Jordan: Risk Assessment
Country Risk Rating
Business Climate Rating
- Political and financial support from Gulf monarchies and Western countries
- Major producer of phosphate and potash
- Expatriate workforce and tourism are important sources of foreign currency (although not during the COVID-19 crisis)
- Relative political stability, unlike neighboring countries
- Shortage of natural energy and water resources and weak manufacturing base
- Vulnerability to international economic conditions and political instability in the Middle East
- Public and external account imbalances resulting in dependence on foreign aid and capital
- Very high unemployment rate, especially among youth and women, informal economy, challenges coping with Syrian refugees
- Electricity sector in a perilous financial situation
Weak recovery to continue in 2022
The recovery following the height of the COVID-19 pandemic began in the second half of 2021 and is expected to continue into 2022. The tourism sector (accommodation, food service, transportation), which accounted for nearly 18% of GDP and employment in 2019, was particularly affected by border closures and travel restrictions. Prioritizing the vaccination of tourism workers and entry controls for the Golden Triangle of Aqaba, Petra, and Wadi Rum spurred a partial recovery of the sector, with hotel occupancy rates reaching 70% during the 2021 summer season. Continued vaccination campaigns are expected to improve the economic outlook for consumers and businesses. Thus, the rebound in private consumption (80% of GDP) should be a source of GDP growth in 2022. However, the high unemployment rate, particularly among youth and women, is a drag on the demand side of the recovery. Rising oil and food prices are expected to be an additional source of inflation in 2022. Increased demand could also contribute to inflationary pressures. On the monetary side, the central bank has been running an accommodative policy since March 2020 but is sensitive to changes by the Fed and could take a stricter stance. The emergence of a new variant and a sluggish vaccination campaign represent considerable risks and could limit the size of the economic rebound.
Large twin deficits
The increase in COVID-related spending is affecting the government’s fiscal consolidation efforts. The fiscal response to the pandemic amounted to 2.4% of GDP in 2020. This included social and health spending, subsidies for tourism, and liquidity provision to support businesses. In 2021, some of these measures were extended, such as tax deferrals, subsidized loans for SMEs, and social assistance programs. Together, these measures contributed to widening the budget deficit and increasing public debt in 2020 and 2021. Despite this, Jordan is pushing on with its fiscal consolidation drive (broadening the tax base, combating tax evasion, strengthening the capacity of the tax administration) with the support of the IMF, with which a program involving a concessional loan of USD 1.5 billion between 2020 and 2024 has been agreed on. The country has already received USD 900 million, comprising USD 600 million in concessional loans and USD 300 million in emergency assistance. In 2022, the government deficit was expected to decline as support measures are phased out and the economy recovers, boosting tax revenues.
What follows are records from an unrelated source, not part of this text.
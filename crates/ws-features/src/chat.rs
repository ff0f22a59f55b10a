use chrono::{DateTime, Utc};
use std::collections::{HashMap, VecDeque};
use std::sync::{Arc, Mutex};
use std::time::Duration;
use tokio_util::sync::CancellationToken;
use tracing::debug;
use uuid::Uuid;
use ws_client::{ClientError, ClientHandle, Priority, SendOutcome};
use ws_messages::{ChatMessageData, Envelope, MessageId, MessageType, Payload, ReceiptData, TypingData};

/// Messages kept per room before the oldest is evicted
const DEFAULT_HISTORY_CAPACITY: usize = 100;

/// Idle window after which an unfinished `start_typing` is auto-stopped
const TYPING_IDLE: Duration = Duration::from_secs(5);

/// Who the local user is on the wire; typing frames carry both fields
#[derive(Debug, Clone)]
pub struct ChatIdentity {
	pub user_id: String,
	pub user_name: String,
}

/// One chat message as cached locally. Receipt flags flip when the matching
/// `message_delivered` / `message_read` frames arrive.
#[derive(Debug, Clone)]
pub struct ChatEntry {
	pub id: MessageId,
	pub room: Option<String>,
	pub user_id: Option<String>,
	pub content: String,
	pub reply_to: Option<String>,
	pub received_at: DateTime<Utc>,
	pub delivered: bool,
	pub read: bool,
}

#[derive(Default)]
struct ChatCache {
	history: HashMap<String, VecDeque<ChatEntry>>,
	capacity: usize,
}

impl ChatCache {
	fn push(&mut self, room: &str, entry: ChatEntry) {
		let band = self.history.entry(room.to_string()).or_default();
		band.push_back(entry);
		while band.len() > self.capacity {
			band.pop_front();
		}
	}

	fn mark(&mut self, message_id: &str, read: bool) {
		for band in self.history.values_mut() {
			for entry in band.iter_mut() {
				if entry.id.as_str() == message_id {
					if read {
						entry.read = true;
					}
					entry.delivered = true;
				}
			}
		}
	}
}

/// Chat operations composed over the client handle: sending, receipts,
/// typing indicators, and a bounded per-room history cache independent of
/// any server-side history.
pub struct ChatAdapter {
	handle: ClientHandle,
	identity: ChatIdentity,
	cache: Arc<Mutex<ChatCache>>,
	typing: Arc<Mutex<HashMap<String, CancellationToken>>>,
	typing_idle: Duration,
	subscription: Uuid,
}

impl ChatAdapter {
	pub async fn attach(handle: ClientHandle, identity: ChatIdentity) -> Result<Self, ClientError> {
		Self::attach_with_capacity(handle, identity, DEFAULT_HISTORY_CAPACITY).await
	}

	pub async fn attach_with_capacity(handle: ClientHandle, identity: ChatIdentity, capacity: usize) -> Result<Self, ClientError> {
		let cache = Arc::new(Mutex::new(ChatCache {
			history: HashMap::new(),
			capacity,
		}));

		let sink = cache.clone();
		let subscription = handle
			.subscribe(
				vec![MessageType::ChatMessage, MessageType::DirectMessage, MessageType::MessageDelivered, MessageType::MessageRead],
				None,
				move |envelope| {
					let mut cache = sink.lock().unwrap_or_else(std::sync::PoisonError::into_inner);
					match &envelope.payload {
						Payload::Chat(data) => {
							let room = envelope.room.clone().unwrap_or_else(|| "direct".to_string());
							cache.push(
								&room,
								ChatEntry {
									id: envelope.id.clone(),
									room: envelope.room.clone(),
									user_id: envelope.user_id.clone(),
									content: data.content.clone(),
									reply_to: data.reply_to.clone(),
									received_at: Utc::now(),
									delivered: false,
									read: false,
								},
							);
						}
						Payload::Receipt(receipt) => {
							cache.mark(&receipt.message_id, envelope.message_type == MessageType::MessageRead);
						}
						_ => {}
					}
					Ok(())
				},
			)
			.await?;

		Ok(Self {
			handle,
			identity,
			cache,
			typing: Arc::new(Mutex::new(HashMap::new())),
			typing_idle: TYPING_IDLE,
			subscription,
		})
	}

	/// Override the idle window before an automatic `typing_stop`
	#[must_use]
	pub fn with_typing_idle(mut self, idle: Duration) -> Self {
		self.typing_idle = idle;
		self
	}

	/// Send a chat message to a room. Content is validated (1..=4000 chars)
	/// before anything is enqueued; the message id is returned for receipt
	/// tracking.
	pub async fn send_message(&self, room: &str, content: &str, reply_to: Option<&str>) -> Result<MessageId, ClientError> {
		let mut data = ChatMessageData::new(content)?;
		if let Some(reply_to) = reply_to {
			data = data.with_reply_to(reply_to);
		}

		let envelope = Envelope::new(MessageType::ChatMessage, Payload::Chat(data)).with_room(room).with_user(self.identity.user_id.clone());
		let id = envelope.id.clone();

		self.handle.send(envelope, Priority::Normal).await?;
		Ok(id)
	}

	/// Send a direct message; `user_id` on the envelope addresses the peer
	pub async fn send_direct(&self, to_user: &str, content: &str) -> Result<MessageId, ClientError> {
		let data = ChatMessageData::new(content)?;
		let envelope = Envelope::new(MessageType::DirectMessage, Payload::Chat(data)).with_user(to_user);
		let id = envelope.id.clone();

		self.handle.send(envelope, Priority::Normal).await?;
		Ok(id)
	}

	pub async fn mark_delivered(&self, message_id: &MessageId) -> Result<SendOutcome, ClientError> {
		self.send_receipt(MessageType::MessageDelivered, message_id).await
	}

	pub async fn mark_read(&self, message_id: &MessageId) -> Result<SendOutcome, ClientError> {
		self.send_receipt(MessageType::MessageRead, message_id).await
	}

	async fn send_receipt(&self, message_type: MessageType, message_id: &MessageId) -> Result<SendOutcome, ClientError> {
		let envelope = Envelope::new(
			message_type,
			Payload::Receipt(ReceiptData {
				message_id: message_id.to_string(),
			}),
		)
		.with_user(self.identity.user_id.clone());
		self.handle.send(envelope, Priority::Low).await
	}

	/// Announce typing in a room. A stop frame goes out automatically after
	/// an idle window even if the caller never calls `stop_typing`.
	pub async fn start_typing(&self, room: &str) -> Result<(), ClientError> {
		self.send_typing(MessageType::TypingStart, room).await?;

		let token = CancellationToken::new();
		{
			let mut typing = self.typing.lock().unwrap_or_else(std::sync::PoisonError::into_inner);
			if let Some(previous) = typing.insert(room.to_string(), token.clone()) {
				previous.cancel();
			}
		}

		let handle = self.handle.clone();
		let identity = self.identity.clone();
		let typing = self.typing.clone();
		let idle = self.typing_idle;
		let room = room.to_string();
		tokio::spawn(async move {
			tokio::select! {
				() = token.cancelled() => {}
				() = tokio::time::sleep(idle) => {
					debug!(room = %room, "typing idle; auto-stopping");
					typing.lock().unwrap_or_else(std::sync::PoisonError::into_inner).remove(&room);
					let envelope = typing_envelope(MessageType::TypingStop, &room, &identity);
					let _ = handle.send(envelope, Priority::Low).await;
				}
			}
		});

		Ok(())
	}

	pub async fn stop_typing(&self, room: &str) -> Result<(), ClientError> {
		if let Some(token) = self.typing.lock().unwrap_or_else(std::sync::PoisonError::into_inner).remove(room) {
			token.cancel();
		}
		self.send_typing(MessageType::TypingStop, room).await
	}

	async fn send_typing(&self, message_type: MessageType, room: &str) -> Result<(), ClientError> {
		let envelope = typing_envelope(message_type, room, &self.identity);
		self.handle.send(envelope, Priority::Low).await.map(|_| ())
	}

	/// Most recent messages for a room, oldest first
	#[must_use]
	pub fn recent(&self, room: &str) -> Vec<ChatEntry> {
		let cache = self.cache.lock().unwrap_or_else(std::sync::PoisonError::into_inner);
		cache.history.get(room).map(|band| band.iter().cloned().collect()).unwrap_or_default()
	}

	/// Register an application callback for chat messages in one room
	pub async fn on_message<F>(&self, room: &str, mut callback: F) -> Result<Uuid, ClientError>
	where
		F: FnMut(&Envelope) + Send + Sync + 'static,
	{
		self
			.handle
			.subscribe(vec![MessageType::ChatMessage], Some(room.to_string()), move |envelope| {
				callback(envelope);
				Ok(())
			})
			.await
	}

	/// Drop the adapter's subscription; cached history stays readable
	pub async fn detach(&self) {
		let _ = self.handle.unsubscribe(self.subscription).await;
		for token in self.typing.lock().unwrap_or_else(std::sync::PoisonError::into_inner).values() {
			token.cancel();
		}
	}
}

fn typing_envelope(message_type: MessageType, room: &str, identity: &ChatIdentity) -> Envelope {
	Envelope::new(
		message_type,
		Payload::Typing(TypingData {
			user_id: identity.user_id.clone(),
			user_name: identity.user_name.clone(),
		}),
	)
	.with_room(room)
	.with_user(identity.user_id.clone())
}
use chrono::{DateTime, Utc};
use std::fmt;
use thiserror::Error;

/// Closed taxonomy carried on every client error
#[derive(Debug, Clone, Copy, PartialEq, Eq, Hash)]
pub enum ErrorKind {
	ConnectionFailed,
	AuthenticationFailed,
	Unauthorized,
	RateLimited,
	ServerError,
	NetworkError,
	Timeout,
	InvalidMessage,
	RoomAccessDenied,
	UserNotFound,
}

impl ErrorKind {
	/// Map a server-reported error code onto the taxonomy
	#[must_use]
	pub fn from_code(code: &str) -> Self {
		match code {
			"unauthorized" => ErrorKind::Unauthorized,
			"room_access_denied" => ErrorKind::RoomAccessDenied,
			"user_not_found" => ErrorKind::UserNotFound,
			"rate_limited" => ErrorKind::RateLimited,
			"authentication_failed" => ErrorKind::AuthenticationFailed,
			"timeout" => ErrorKind::Timeout,
			_ => ErrorKind::ServerError,
		}
	}
}

impl fmt::Display for ErrorKind {
	fn fmt(&self, f: &mut fmt::Formatter<'_>) -> fmt::Result {
		let s = match self {
			ErrorKind::ConnectionFailed => "connection_failed",
			ErrorKind::AuthenticationFailed => "authentication_failed",
			ErrorKind::Unauthorized => "unauthorized",
			ErrorKind::RateLimited => "rate_limited",
			ErrorKind::ServerError => "server_error",
			ErrorKind::NetworkError => "network_error",
			ErrorKind::Timeout => "timeout",
			ErrorKind::InvalidMessage => "invalid_message",
			ErrorKind::RoomAccessDenied => "room_access_denied",
			ErrorKind::UserNotFound => "user_not_found",
		};
		write!(f, "{s}")
	}
}

/// Client-facing error. Surfaced on the event channel rather than thrown
/// across the actor boundary, so application handlers cannot tear down a
/// long-lived connection.
#[derive(Debug, Clone, Error)]
#[error("{kind}: {message}")]
pub struct ClientError {
	pub kind: ErrorKind,
	pub message: String,
	pub context: Option<String>,
	/// Whether retrying the failed operation may succeed
	pub retry: bool,
	pub timestamp: DateTime<Utc>,
}

impl ClientError {
	pub fn new(kind: ErrorKind, message: impl Into<String>) -> Self {
		Self {
			kind,
			message: message.into(),
			context: None,
			retry: matches!(kind, ErrorKind::ConnectionFailed | ErrorKind::NetworkError | ErrorKind::Timeout | ErrorKind::RateLimited),
			timestamp: Utc::now(),
		}
	}

	#[must_use]
	pub fn with_context(mut self, context: impl Into<String>) -> Self {
		self.context = Some(context.into());
		self
	}

	#[must_use]
	pub fn fatal(mut self) -> Self {
		self.retry = false;
		self
	}

	pub fn connection_failed(message: impl Into<String>) -> Self {
		Self::new(ErrorKind::ConnectionFailed, message)
	}

	pub fn auth_failed(message: impl Into<String>) -> Self {
		Self::new(ErrorKind::AuthenticationFailed, message)
	}

	pub fn network(message: impl Into<String>) -> Self {
		Self::new(ErrorKind::NetworkError, message)
	}

	pub fn timeout(message: impl Into<String>) -> Self {
		Self::new(ErrorKind::Timeout, message)
	}

	pub fn invalid_message(message: impl Into<String>) -> Self {
		Self::new(ErrorKind::InvalidMessage, message)
	}

	pub fn queue_full(message: impl Into<String>) -> Self {
		Self::new(ErrorKind::RateLimited, message)
	}

	pub fn server(message: impl Into<String>) -> Self {
		Self::new(ErrorKind::ServerError, message)
	}
}

impl From<ws_messages::MessageError> for ClientError {
	fn from(err: ws_messages::MessageError) -> Self {
		Self::invalid_message(err.to_string())
	}
}

/// Resolution of a send call: delivered now, or parked for the next flush
#[derive(Debug, Clone, Copy, PartialEq, Eq)]
pub enum SendOutcome {
	Sent,
	Queued,
}
#[cfg(test)]
mod tests {
	use std::sync::Arc;
	use std::time::Duration;
	use tokio::sync::mpsc;
	use tokio::time::timeout;
	use ws_client::transport::inmem::{InMemTransport, ServerEnd};
	use ws_client::{ClientConfig, ClientHandle};
	use ws_features::{ChatAdapter, ChatIdentity, EventsAdapter, NotificationsAdapter, PresenceAdapter};
	use ws_messages::{
		ChatMessageData, Envelope, EventAction, EventUpdateData, MessageType, NotificationCategory, NotificationData, Payload, PresenceData, PresenceStatus,
		ReceiptData, UserEventData,
	};

	const WAIT: Duration = Duration::from_secs(2);

	async fn connected_client() -> (ClientHandle, ServerEnd) {
		let config = ClientConfig {
			url: "ws://testing".to_string(),
			heartbeat_interval: Duration::from_secs(60),
			connection_timeout: Duration::from_millis(250),
			..ClientConfig::default()
		};
		let (transport, mut acceptor) = InMemTransport::new();
		let handle = ClientHandle::spawn(config, transport);

		handle.connect().await.expect("connect failed");
		let server = timeout(WAIT, acceptor.recv()).await.expect("no connection").expect("acceptor closed");
		(handle, server)
	}

	fn identity() -> ChatIdentity {
		ChatIdentity {
			user_id: "u1".to_string(),
			user_name: "Ananda".to_string(),
		}
	}

	fn chat_from(id: &str, room: &str, user: &str, content: &str) -> Envelope {
		Envelope::new(MessageType::ChatMessage, Payload::Chat(ChatMessageData::new(content).unwrap()))
			.with_id(id)
			.with_room(room)
			.with_user(user)
	}

	fn notification(id: &str, title: &str, dismissible: bool) -> Envelope {
		Envelope::new(
			MessageType::Notification,
			Payload::Notification(NotificationData {
				title: title.to_string(),
				body: "details".to_string(),
				category: NotificationCategory::Info,
				action_url: None,
				dismissible,
				persistent: false,
				read: None,
			}),
		)
		.with_id(id)
	}

	async fn eventually<F>(mut check: F)
	where
		F: FnMut() -> bool,
	{
		timeout(WAIT, async {
			while !check() {
				tokio::time::sleep(Duration::from_millis(10)).await;
			}
		})
		.await
		.expect("condition not reached within deadline");
	}

	async fn expect_type(server: &mut ServerEnd, message_type: &MessageType) -> Envelope {
		timeout(WAIT, async {
			loop {
				let envelope = server.recv_envelope().await.expect("transport ended while waiting for frame");
				if envelope.message_type == *message_type {
					return envelope;
				}
			}
		})
		.await
		.expect("expected frame within deadline")
	}

	#[tokio::test]
	async fn test_chat_history_is_bounded() {
		let (handle, server) = connected_client().await;
		let chat = ChatAdapter::attach_with_capacity(handle, identity(), 3).await.unwrap();

		for n in 0..5 {
			let envelope = chat_from(&format!("m{n}"), "general", "u9", &format!("message {n}"));
			server.send_envelope(&envelope).await.unwrap();
		}

		eventually(|| {
			let recent = chat.recent("general");
			recent.last().is_some_and(|entry| entry.content == "message 4")
		})
		.await;

		let contents: Vec<String> = chat.recent("general").into_iter().map(|entry| entry.content).collect();
		assert_eq!(contents, vec!["message 2", "message 3", "message 4"]);
	}

	#[tokio::test]
	async fn test_send_message_returns_id_and_hits_wire() {
		let (handle, mut server) = connected_client().await;
		let chat = ChatAdapter::attach(handle, identity()).await.unwrap();

		let id = chat.send_message("general", "namaste", Some("m0")).await.unwrap();

		let sent = expect_type(&mut server, &MessageType::ChatMessage).await;
		assert_eq!(sent.id, id);
		assert_eq!(sent.room.as_deref(), Some("general"));
		assert_eq!(sent.user_id.as_deref(), Some("u1"));
		match &sent.payload {
			Payload::Chat(data) => {
				assert_eq!(data.content, "namaste");
				assert_eq!(data.reply_to.as_deref(), Some("m0"));
			}
			other => panic!("expected chat payload, got {other:?}"),
		}
	}

	#[tokio::test]
	async fn test_receipts_flip_local_flags() {
		let (handle, server) = connected_client().await;
		let chat = ChatAdapter::attach(handle, identity()).await.unwrap();

		server.send_envelope(&chat_from("m1", "general", "u9", "hello")).await.unwrap();
		eventually(|| chat.recent("general").len() == 1).await;
		assert!(!chat.recent("general")[0].read);

		let receipt = Envelope::new(
			MessageType::MessageRead,
			Payload::Receipt(ReceiptData {
				message_id: "m1".to_string(),
			}),
		);
		server.send_envelope(&receipt).await.unwrap();

		eventually(|| chat.recent("general")[0].read).await;
		assert!(chat.recent("general")[0].delivered);
	}

	#[tokio::test]
	async fn test_typing_auto_stops_after_idle() {
		let (handle, mut server) = connected_client().await;
		let chat = ChatAdapter::attach(handle, identity()).await.unwrap().with_typing_idle(Duration::from_millis(80));

		chat.start_typing("general").await.unwrap();
		let start = expect_type(&mut server, &MessageType::TypingStart).await;
		match &start.payload {
			Payload::Typing(data) => assert_eq!(data.user_name, "Ananda"),
			other => panic!("expected typing payload, got {other:?}"),
		}

		// No explicit stop call: the idle timer sends it.
		let stop = expect_type(&mut server, &MessageType::TypingStop).await;
		assert_eq!(stop.room.as_deref(), Some("general"));
	}

	#[tokio::test]
	async fn test_explicit_stop_cancels_idle_timer() {
		let (handle, mut server) = connected_client().await;
		let chat = ChatAdapter::attach(handle, identity()).await.unwrap().with_typing_idle(Duration::from_millis(80));

		chat.start_typing("general").await.unwrap();
		let _ = expect_type(&mut server, &MessageType::TypingStart).await;

		chat.stop_typing("general").await.unwrap();
		let _ = expect_type(&mut server, &MessageType::TypingStop).await;

		// The idle timer was cancelled; no second stop arrives.
		tokio::time::sleep(Duration::from_millis(150)).await;
		let extra = server.from_client.try_recv();
		assert!(extra.is_err(), "no further frames expected, got {extra:?}");
	}

	#[tokio::test]
	async fn test_presence_roster_tracks_updates() {
		let (handle, server) = connected_client().await;
		let presence = PresenceAdapter::attach(handle, "u1").await.unwrap();

		let update = Envelope::new(
			MessageType::PresenceUpdate,
			Payload::Presence(PresenceData {
				user_id: "u2".to_string(),
				status: PresenceStatus::Busy,
				last_seen: None,
				custom_status: Some("in meditation".to_string()),
			}),
		);
		server.send_envelope(&update).await.unwrap();

		let online = Envelope::new(
			MessageType::UserOnline,
			Payload::UserEvent(UserEventData {
				user_id: "u3".to_string(),
				user_name: Some("Devadatta".to_string()),
			}),
		);
		server.send_envelope(&online).await.unwrap();

		eventually(|| presence.roster().len() == 2).await;

		let busy = presence.status_of("u2").unwrap();
		assert_eq!(busy.status, PresenceStatus::Busy);
		assert_eq!(busy.custom_status.as_deref(), Some("in meditation"));
		assert_eq!(presence.status_of("u3").unwrap().status, PresenceStatus::Online);
	}

	#[tokio::test]
	async fn test_set_status_broadcasts_presence_update() {
		let (handle, mut server) = connected_client().await;
		let presence = PresenceAdapter::attach(handle, "u1").await.unwrap();

		presence.set_status(PresenceStatus::Away, Some("walking".to_string())).await.unwrap();

		let sent = expect_type(&mut server, &MessageType::PresenceUpdate).await;
		match &sent.payload {
			Payload::Presence(data) => {
				assert_eq!(data.user_id, "u1");
				assert_eq!(data.status, PresenceStatus::Away);
				assert_eq!(data.custom_status.as_deref(), Some("walking"));
			}
			other => panic!("expected presence payload, got {other:?}"),
		}
	}

	#[tokio::test]
	async fn test_notification_feed_unread_and_dismiss() {
		let (handle, server) = connected_client().await;
		let notifications = NotificationsAdapter::attach(handle).await.unwrap();

		server.send_envelope(&notification("n1", "retreat", true)).await.unwrap();
		server.send_envelope(&notification("n2", "schedule", false)).await.unwrap();

		eventually(|| notifications.recent().len() == 2).await;
		assert_eq!(notifications.unread_count(), 2);

		let first = notifications.recent()[0].id.clone();
		notifications.mark_read(&first).await.unwrap();
		assert_eq!(notifications.unread_count(), 1);

		// Dismissible entry goes; the other refuses.
		assert!(notifications.dismiss(&first));
		let second = notifications.recent()[0].id.clone();
		assert!(!notifications.dismiss(&second));
		assert_eq!(notifications.recent().len(), 1);
	}

	#[tokio::test]
	async fn test_notification_feed_is_bounded() {
		let (handle, server) = connected_client().await;
		let notifications = NotificationsAdapter::attach_with_capacity(handle, 2).await.unwrap();

		for n in 0..4 {
			server.send_envelope(&notification(&format!("n{n}"), "title", false)).await.unwrap();
		}

		eventually(|| {
			let recent = notifications.recent();
			recent.len() == 2 && recent[0].id.as_str() == "n2"
		})
		.await;
	}

	#[tokio::test]
	async fn test_event_reminders_ack_locally() {
		let (handle, server) = connected_client().await;
		let events = EventsAdapter::attach(handle).await.unwrap();

		let reminder = Envelope::new(
			MessageType::EventReminder,
			Payload::Event(EventUpdateData {
				event_id: "vesak".to_string(),
				action: EventAction::Reminder,
				event_data: serde_json::json!({ "startsAt": "2026-05-01T09:00:00Z" }),
			}),
		);
		server.send_envelope(&reminder).await.unwrap();

		eventually(|| events.pending_reminders().len() == 1).await;

		assert_eq!(events.ack_reminder("vesak"), 1);
		assert!(events.pending_reminders().is_empty());
		assert_eq!(events.recent().len(), 1);
	}
}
Regarding the external accounts, the current account deficit widened further in 2021. Exports and imports increased by 23.1% and 22.3%, respectively, in the first half of 2021 compared to 2020. With imports weighing more than double the value of exports, the trade deficit increased by 24.6% during the same period. This explains the current account deficit in 2021, which reached 8%. Since the country is a net energy importer, high prices are taking their toll. The recovery in the tourism sector, struggling until the summer of 2021, should enable the current account deficit to narrow in 2022.
Although Jordan has issued foreign-currency bonds on the domestic and international markets, it relies primarily on external support to finance the twin deficits.
Grants, particularly from the United States and other Western countries, the Gulf states, multilateral organizations, and regional banks, play a significant role. The return of FDI (about 2% of GDP) should also help finance the deficits. This support also makes it possible to keep high foreign exchange reserves (covering seven months of imports) needed to maintain the dinar’s dollar peg. Foreign aid also enables Jordan to accommodate Syrian refugees in the country.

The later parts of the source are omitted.